The answer must be a single number: how many lines of the records below hold the word "ResponseTemplate".

** PROVIDED RECORDS follows **

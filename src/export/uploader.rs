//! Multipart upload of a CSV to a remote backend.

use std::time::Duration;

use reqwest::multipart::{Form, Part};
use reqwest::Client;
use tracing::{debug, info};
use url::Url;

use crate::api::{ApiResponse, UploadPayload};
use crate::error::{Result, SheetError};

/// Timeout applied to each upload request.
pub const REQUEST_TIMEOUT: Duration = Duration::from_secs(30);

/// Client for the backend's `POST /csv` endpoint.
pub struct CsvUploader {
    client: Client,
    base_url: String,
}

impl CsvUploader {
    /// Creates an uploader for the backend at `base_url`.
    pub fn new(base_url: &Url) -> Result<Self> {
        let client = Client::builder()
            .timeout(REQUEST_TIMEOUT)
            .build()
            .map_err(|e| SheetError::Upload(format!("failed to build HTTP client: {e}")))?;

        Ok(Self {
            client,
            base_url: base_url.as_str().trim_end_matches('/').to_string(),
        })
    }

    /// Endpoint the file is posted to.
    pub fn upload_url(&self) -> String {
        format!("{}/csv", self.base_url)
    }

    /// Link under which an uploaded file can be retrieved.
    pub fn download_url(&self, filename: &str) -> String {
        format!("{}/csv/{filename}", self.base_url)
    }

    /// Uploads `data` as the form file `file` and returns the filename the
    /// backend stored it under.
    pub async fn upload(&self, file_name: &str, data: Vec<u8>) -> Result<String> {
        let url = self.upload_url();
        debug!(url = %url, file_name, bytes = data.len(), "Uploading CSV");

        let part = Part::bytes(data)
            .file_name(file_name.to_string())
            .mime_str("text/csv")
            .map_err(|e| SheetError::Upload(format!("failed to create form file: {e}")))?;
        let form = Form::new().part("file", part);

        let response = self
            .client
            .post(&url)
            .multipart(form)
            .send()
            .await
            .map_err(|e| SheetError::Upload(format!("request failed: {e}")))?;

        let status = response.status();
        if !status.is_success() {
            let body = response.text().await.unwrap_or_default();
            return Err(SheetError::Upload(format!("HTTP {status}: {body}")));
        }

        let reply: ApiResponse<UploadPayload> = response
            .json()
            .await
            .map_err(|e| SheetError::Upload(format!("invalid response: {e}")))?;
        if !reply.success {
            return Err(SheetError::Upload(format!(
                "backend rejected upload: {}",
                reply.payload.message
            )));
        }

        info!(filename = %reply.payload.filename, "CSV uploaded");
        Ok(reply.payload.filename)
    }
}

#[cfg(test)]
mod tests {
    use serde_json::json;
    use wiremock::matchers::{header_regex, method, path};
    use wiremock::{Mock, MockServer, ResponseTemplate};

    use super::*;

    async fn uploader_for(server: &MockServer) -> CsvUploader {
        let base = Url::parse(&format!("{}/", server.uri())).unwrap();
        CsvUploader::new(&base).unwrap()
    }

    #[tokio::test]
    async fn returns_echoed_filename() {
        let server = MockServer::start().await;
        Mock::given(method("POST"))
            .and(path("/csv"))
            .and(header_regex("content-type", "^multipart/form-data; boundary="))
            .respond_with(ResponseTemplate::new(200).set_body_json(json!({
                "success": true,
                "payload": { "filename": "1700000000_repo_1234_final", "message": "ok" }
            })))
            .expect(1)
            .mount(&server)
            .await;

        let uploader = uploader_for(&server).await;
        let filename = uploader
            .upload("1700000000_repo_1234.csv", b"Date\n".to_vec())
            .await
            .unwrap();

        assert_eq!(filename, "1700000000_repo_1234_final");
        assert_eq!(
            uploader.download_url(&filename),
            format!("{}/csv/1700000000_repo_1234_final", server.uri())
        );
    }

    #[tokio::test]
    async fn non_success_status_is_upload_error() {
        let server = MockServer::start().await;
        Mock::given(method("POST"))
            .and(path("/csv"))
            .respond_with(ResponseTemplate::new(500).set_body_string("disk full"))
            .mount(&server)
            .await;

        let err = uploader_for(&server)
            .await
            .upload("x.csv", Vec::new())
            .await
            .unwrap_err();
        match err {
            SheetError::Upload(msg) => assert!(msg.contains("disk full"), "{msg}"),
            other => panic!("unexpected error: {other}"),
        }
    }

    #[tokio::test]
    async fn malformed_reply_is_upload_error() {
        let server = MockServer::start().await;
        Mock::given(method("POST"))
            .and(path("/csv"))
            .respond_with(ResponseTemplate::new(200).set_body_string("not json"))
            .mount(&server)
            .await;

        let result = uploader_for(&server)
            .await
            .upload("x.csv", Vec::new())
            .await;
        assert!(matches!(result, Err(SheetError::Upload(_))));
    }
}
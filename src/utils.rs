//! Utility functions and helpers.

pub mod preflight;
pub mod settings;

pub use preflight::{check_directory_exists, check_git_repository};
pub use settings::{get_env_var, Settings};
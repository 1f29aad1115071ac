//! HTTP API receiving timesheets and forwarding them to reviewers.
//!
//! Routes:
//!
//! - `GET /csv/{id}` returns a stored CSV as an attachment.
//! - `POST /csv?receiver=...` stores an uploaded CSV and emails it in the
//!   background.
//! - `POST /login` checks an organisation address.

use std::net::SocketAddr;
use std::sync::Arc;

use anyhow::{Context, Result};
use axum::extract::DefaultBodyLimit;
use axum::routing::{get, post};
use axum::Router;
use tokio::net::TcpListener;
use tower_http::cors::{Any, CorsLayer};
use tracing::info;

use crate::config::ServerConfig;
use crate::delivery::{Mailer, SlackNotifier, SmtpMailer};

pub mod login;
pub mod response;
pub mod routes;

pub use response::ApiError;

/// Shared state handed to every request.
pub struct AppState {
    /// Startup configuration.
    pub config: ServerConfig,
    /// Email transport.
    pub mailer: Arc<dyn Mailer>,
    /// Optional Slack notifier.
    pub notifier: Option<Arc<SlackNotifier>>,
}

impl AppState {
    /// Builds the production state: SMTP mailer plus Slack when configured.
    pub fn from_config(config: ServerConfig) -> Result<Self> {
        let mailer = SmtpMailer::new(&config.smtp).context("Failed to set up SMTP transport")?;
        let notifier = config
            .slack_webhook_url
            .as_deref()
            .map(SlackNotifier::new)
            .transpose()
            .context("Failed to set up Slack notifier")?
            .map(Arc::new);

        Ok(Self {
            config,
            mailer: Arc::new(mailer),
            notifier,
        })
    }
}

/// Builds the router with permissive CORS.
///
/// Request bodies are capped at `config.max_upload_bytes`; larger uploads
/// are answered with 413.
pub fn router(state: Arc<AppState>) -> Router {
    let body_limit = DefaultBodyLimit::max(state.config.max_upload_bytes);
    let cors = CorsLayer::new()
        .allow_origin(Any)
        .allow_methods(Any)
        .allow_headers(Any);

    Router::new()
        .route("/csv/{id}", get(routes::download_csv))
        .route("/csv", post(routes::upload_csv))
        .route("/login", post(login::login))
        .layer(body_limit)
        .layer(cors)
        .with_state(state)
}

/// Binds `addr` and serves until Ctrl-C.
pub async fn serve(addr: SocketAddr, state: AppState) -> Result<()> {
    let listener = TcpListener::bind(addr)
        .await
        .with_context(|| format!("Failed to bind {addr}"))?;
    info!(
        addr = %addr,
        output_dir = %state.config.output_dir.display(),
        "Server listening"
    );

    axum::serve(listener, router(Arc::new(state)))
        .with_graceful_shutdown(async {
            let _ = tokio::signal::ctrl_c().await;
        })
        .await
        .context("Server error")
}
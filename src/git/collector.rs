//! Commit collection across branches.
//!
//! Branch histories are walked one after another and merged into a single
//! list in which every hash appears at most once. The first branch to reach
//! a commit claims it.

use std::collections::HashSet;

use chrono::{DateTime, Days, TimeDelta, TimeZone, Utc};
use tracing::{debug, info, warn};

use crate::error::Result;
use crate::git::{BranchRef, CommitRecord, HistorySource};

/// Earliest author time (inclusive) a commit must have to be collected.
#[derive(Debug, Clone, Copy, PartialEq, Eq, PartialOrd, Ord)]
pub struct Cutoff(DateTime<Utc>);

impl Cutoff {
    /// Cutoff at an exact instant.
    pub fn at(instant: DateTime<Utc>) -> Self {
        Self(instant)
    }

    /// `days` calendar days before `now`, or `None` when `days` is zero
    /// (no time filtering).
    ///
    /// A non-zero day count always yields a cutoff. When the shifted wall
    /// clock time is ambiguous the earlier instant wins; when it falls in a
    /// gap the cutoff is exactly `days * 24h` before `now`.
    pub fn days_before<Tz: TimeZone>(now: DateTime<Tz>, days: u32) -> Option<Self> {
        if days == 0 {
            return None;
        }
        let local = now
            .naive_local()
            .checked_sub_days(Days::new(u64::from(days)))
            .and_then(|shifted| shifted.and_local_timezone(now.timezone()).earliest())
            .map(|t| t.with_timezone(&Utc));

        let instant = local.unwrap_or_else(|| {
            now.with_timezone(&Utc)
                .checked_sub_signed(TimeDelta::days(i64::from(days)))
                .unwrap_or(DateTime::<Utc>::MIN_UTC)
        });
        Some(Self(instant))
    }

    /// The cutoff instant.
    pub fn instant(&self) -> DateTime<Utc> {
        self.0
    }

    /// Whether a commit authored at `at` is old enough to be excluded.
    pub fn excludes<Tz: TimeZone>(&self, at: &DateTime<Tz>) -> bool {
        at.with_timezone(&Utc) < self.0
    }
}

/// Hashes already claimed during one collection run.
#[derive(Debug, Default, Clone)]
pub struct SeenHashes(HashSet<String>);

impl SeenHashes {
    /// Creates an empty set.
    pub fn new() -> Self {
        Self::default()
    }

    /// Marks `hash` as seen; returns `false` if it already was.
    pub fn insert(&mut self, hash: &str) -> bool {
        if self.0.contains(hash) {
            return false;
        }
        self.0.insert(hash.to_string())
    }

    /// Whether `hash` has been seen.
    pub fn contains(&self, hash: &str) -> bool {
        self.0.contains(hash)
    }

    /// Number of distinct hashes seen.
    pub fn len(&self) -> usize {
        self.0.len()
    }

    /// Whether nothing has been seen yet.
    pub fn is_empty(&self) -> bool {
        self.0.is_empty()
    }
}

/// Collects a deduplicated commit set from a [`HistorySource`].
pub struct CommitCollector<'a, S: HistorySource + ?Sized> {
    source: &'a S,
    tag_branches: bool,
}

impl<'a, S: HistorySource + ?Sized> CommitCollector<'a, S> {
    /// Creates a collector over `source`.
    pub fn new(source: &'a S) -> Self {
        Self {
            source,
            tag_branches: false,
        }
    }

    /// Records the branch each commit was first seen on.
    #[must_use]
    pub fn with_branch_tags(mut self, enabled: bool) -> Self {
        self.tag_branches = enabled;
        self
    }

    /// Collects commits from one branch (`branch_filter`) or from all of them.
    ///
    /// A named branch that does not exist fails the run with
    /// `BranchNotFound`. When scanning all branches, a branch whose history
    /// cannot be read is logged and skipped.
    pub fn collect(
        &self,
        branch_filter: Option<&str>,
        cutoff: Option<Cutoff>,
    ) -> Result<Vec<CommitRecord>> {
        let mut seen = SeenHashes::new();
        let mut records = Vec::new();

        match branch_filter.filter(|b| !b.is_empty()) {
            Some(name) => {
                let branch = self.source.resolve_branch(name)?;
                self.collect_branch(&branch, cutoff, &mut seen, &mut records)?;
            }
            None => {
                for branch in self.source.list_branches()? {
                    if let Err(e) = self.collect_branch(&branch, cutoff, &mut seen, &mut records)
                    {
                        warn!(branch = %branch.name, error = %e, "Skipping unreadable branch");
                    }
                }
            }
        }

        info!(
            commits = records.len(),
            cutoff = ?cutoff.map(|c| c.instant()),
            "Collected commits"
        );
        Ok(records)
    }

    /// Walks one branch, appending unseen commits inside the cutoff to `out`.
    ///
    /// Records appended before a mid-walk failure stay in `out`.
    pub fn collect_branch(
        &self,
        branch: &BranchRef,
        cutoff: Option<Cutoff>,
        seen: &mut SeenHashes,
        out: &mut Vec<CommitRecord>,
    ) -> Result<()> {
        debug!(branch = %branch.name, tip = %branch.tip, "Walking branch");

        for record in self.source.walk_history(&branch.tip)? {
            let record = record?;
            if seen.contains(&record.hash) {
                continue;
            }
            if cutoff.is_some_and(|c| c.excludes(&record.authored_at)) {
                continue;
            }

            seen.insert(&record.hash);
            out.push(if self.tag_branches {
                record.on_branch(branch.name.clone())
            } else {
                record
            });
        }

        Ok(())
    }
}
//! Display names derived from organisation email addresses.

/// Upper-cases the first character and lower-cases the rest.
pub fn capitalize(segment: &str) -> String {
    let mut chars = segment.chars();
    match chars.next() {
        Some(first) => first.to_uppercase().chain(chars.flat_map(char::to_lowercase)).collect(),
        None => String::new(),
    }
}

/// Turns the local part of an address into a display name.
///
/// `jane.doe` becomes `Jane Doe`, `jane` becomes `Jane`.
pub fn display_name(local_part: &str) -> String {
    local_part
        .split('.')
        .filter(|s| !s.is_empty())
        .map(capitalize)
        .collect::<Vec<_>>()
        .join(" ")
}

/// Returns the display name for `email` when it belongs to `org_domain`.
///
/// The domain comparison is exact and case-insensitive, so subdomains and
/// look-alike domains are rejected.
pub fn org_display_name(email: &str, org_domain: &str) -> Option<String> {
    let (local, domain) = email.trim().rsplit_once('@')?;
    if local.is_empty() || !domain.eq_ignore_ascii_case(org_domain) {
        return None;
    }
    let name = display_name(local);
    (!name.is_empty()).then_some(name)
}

** End of PROVIDED RECORDS **

## TASK RESPONSE
4